[Saved entries]
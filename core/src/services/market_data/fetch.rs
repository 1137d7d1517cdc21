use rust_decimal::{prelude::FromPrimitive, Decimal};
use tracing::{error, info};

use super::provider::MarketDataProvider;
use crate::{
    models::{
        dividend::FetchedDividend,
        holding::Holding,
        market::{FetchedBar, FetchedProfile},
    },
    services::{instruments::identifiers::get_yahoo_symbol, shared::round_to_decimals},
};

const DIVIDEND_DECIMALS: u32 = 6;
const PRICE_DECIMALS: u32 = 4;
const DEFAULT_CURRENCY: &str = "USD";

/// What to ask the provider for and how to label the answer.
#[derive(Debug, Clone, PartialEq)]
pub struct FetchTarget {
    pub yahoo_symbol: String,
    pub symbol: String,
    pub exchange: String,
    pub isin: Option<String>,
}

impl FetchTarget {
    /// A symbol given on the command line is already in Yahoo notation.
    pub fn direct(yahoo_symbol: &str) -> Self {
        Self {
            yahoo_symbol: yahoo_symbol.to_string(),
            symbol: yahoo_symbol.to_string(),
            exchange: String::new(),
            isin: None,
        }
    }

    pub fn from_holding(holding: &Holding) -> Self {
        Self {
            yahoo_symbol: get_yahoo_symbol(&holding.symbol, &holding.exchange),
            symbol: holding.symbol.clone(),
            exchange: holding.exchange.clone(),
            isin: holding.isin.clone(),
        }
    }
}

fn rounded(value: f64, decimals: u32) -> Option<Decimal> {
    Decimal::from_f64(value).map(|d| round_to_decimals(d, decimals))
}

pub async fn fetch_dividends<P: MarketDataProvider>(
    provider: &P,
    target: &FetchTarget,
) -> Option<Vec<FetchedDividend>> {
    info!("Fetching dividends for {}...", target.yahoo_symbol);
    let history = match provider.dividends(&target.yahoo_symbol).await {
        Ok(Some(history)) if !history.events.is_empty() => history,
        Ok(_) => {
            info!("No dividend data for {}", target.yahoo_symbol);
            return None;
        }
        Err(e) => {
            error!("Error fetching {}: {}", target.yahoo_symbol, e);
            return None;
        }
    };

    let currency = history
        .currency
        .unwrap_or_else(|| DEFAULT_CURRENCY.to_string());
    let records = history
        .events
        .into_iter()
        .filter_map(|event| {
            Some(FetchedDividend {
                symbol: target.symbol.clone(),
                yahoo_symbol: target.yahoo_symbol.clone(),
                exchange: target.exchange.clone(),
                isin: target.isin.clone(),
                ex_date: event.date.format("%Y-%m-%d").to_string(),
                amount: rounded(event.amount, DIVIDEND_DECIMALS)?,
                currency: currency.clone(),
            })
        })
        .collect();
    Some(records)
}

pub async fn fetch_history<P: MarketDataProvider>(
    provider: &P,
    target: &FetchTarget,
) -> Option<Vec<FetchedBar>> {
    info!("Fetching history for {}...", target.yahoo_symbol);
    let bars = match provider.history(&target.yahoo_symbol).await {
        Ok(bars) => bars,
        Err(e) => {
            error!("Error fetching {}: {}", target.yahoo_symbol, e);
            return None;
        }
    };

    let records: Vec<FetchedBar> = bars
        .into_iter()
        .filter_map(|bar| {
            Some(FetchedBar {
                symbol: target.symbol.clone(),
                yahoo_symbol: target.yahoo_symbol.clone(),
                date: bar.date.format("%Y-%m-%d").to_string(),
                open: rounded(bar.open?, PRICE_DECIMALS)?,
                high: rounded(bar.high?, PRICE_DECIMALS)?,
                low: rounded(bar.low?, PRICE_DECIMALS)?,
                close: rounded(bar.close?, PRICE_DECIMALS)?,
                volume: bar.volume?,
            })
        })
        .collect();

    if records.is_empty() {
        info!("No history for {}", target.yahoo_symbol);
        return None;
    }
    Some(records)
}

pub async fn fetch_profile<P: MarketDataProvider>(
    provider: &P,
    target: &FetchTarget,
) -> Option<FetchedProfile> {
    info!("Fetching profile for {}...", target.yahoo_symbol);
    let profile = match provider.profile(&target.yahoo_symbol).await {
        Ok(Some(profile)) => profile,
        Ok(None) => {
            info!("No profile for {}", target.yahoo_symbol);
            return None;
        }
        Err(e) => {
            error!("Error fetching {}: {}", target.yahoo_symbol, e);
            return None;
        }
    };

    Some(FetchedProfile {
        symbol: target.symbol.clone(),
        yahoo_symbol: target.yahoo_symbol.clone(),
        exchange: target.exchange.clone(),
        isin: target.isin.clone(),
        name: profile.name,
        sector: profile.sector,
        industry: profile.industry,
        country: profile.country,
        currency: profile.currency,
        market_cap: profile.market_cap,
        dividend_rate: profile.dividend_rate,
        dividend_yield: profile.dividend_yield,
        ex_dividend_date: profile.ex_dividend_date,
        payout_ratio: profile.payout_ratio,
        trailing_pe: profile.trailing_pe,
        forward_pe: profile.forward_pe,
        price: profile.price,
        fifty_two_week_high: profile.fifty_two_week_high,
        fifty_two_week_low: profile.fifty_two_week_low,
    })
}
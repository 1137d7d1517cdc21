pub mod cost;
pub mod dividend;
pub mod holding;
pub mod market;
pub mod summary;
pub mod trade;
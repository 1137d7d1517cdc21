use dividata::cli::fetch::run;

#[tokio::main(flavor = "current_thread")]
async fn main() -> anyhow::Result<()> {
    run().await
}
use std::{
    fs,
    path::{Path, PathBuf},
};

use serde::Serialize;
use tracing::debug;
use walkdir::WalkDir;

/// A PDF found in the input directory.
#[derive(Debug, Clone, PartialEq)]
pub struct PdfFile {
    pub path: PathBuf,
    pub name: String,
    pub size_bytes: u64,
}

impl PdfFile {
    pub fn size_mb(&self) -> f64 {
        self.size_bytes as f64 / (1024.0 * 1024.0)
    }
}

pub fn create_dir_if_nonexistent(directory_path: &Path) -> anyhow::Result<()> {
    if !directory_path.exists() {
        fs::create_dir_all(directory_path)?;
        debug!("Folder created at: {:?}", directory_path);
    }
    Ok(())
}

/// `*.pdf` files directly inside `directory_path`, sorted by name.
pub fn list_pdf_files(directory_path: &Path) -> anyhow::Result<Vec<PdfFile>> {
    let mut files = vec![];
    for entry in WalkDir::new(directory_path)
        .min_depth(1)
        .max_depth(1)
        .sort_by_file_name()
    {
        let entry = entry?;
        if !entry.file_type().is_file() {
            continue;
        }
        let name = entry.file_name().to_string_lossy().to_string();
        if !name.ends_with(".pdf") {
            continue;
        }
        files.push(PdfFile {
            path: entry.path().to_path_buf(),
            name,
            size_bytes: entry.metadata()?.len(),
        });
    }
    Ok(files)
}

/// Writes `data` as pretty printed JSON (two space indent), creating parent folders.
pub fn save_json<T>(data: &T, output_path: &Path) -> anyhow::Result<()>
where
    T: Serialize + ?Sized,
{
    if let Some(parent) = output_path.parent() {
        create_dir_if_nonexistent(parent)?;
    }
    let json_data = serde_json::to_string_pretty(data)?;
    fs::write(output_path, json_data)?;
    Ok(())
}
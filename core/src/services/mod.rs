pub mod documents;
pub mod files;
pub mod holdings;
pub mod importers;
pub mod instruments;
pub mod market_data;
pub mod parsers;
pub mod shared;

...

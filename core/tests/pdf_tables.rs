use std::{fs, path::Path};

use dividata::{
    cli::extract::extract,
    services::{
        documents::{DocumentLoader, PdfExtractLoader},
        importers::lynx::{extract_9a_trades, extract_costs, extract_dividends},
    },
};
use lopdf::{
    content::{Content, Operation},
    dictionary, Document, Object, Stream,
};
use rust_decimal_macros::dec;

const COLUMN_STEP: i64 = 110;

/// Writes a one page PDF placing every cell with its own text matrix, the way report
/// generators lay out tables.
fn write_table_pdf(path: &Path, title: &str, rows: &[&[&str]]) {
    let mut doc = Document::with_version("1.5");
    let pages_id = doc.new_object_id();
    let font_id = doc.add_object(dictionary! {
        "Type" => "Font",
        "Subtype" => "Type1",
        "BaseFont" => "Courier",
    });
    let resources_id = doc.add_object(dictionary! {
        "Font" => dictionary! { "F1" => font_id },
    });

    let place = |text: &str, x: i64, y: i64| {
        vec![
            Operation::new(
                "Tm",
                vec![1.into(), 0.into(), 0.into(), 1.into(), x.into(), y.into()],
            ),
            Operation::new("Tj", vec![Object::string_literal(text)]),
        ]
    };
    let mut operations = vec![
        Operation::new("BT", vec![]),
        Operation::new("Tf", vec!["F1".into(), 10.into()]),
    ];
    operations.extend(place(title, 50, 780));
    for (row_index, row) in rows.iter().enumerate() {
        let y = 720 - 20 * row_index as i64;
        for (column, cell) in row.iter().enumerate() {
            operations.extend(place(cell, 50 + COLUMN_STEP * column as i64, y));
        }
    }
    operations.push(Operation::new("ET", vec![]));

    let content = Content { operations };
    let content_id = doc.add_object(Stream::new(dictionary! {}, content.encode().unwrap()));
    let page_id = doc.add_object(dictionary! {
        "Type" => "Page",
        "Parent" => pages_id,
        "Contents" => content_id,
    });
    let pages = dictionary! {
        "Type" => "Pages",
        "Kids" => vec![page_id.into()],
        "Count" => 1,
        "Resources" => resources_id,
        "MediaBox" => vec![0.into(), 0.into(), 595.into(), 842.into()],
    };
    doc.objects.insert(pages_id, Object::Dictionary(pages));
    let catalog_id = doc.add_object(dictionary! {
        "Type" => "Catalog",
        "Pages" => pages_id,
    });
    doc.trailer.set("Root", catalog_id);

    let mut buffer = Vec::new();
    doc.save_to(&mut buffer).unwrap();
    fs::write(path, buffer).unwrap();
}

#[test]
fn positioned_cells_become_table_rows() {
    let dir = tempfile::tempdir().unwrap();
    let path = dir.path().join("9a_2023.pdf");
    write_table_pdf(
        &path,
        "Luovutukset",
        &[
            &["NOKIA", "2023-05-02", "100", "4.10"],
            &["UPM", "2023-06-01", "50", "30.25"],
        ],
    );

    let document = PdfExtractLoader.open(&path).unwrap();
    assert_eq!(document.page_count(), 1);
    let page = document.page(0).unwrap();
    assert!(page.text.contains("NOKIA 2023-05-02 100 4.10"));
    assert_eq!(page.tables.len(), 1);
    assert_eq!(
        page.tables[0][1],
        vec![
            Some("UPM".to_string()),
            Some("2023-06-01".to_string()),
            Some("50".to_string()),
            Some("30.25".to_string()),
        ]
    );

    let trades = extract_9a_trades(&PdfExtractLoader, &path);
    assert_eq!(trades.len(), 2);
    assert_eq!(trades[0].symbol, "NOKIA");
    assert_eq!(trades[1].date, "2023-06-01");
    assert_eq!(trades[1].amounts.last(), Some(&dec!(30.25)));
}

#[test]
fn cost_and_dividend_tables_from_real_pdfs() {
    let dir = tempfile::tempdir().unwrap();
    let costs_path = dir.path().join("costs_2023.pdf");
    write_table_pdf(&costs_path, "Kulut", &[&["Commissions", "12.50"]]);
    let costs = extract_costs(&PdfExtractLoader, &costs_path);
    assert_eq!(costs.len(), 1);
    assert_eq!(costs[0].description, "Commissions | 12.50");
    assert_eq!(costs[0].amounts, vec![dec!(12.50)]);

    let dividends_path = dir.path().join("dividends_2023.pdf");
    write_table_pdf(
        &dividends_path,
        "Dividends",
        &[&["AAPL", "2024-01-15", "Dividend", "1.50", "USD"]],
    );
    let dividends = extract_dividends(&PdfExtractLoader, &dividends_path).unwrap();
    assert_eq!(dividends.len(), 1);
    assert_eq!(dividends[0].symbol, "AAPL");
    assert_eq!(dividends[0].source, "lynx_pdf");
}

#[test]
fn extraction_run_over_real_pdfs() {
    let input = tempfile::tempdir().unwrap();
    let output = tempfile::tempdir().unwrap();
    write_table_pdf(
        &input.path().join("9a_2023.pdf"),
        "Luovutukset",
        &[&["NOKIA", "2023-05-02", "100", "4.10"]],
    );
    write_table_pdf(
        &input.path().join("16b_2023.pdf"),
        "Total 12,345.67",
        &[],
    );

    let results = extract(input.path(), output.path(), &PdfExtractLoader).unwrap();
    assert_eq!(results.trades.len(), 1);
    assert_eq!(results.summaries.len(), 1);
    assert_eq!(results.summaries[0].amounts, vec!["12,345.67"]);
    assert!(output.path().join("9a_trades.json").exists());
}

* WHAT YOU HAVE TO DO: Pull out all lines in the data above that include "Serialize".

* SOLUTION TO THE EXERCISE:
use serde::Serialize;
    T: Serialize + ?Sized,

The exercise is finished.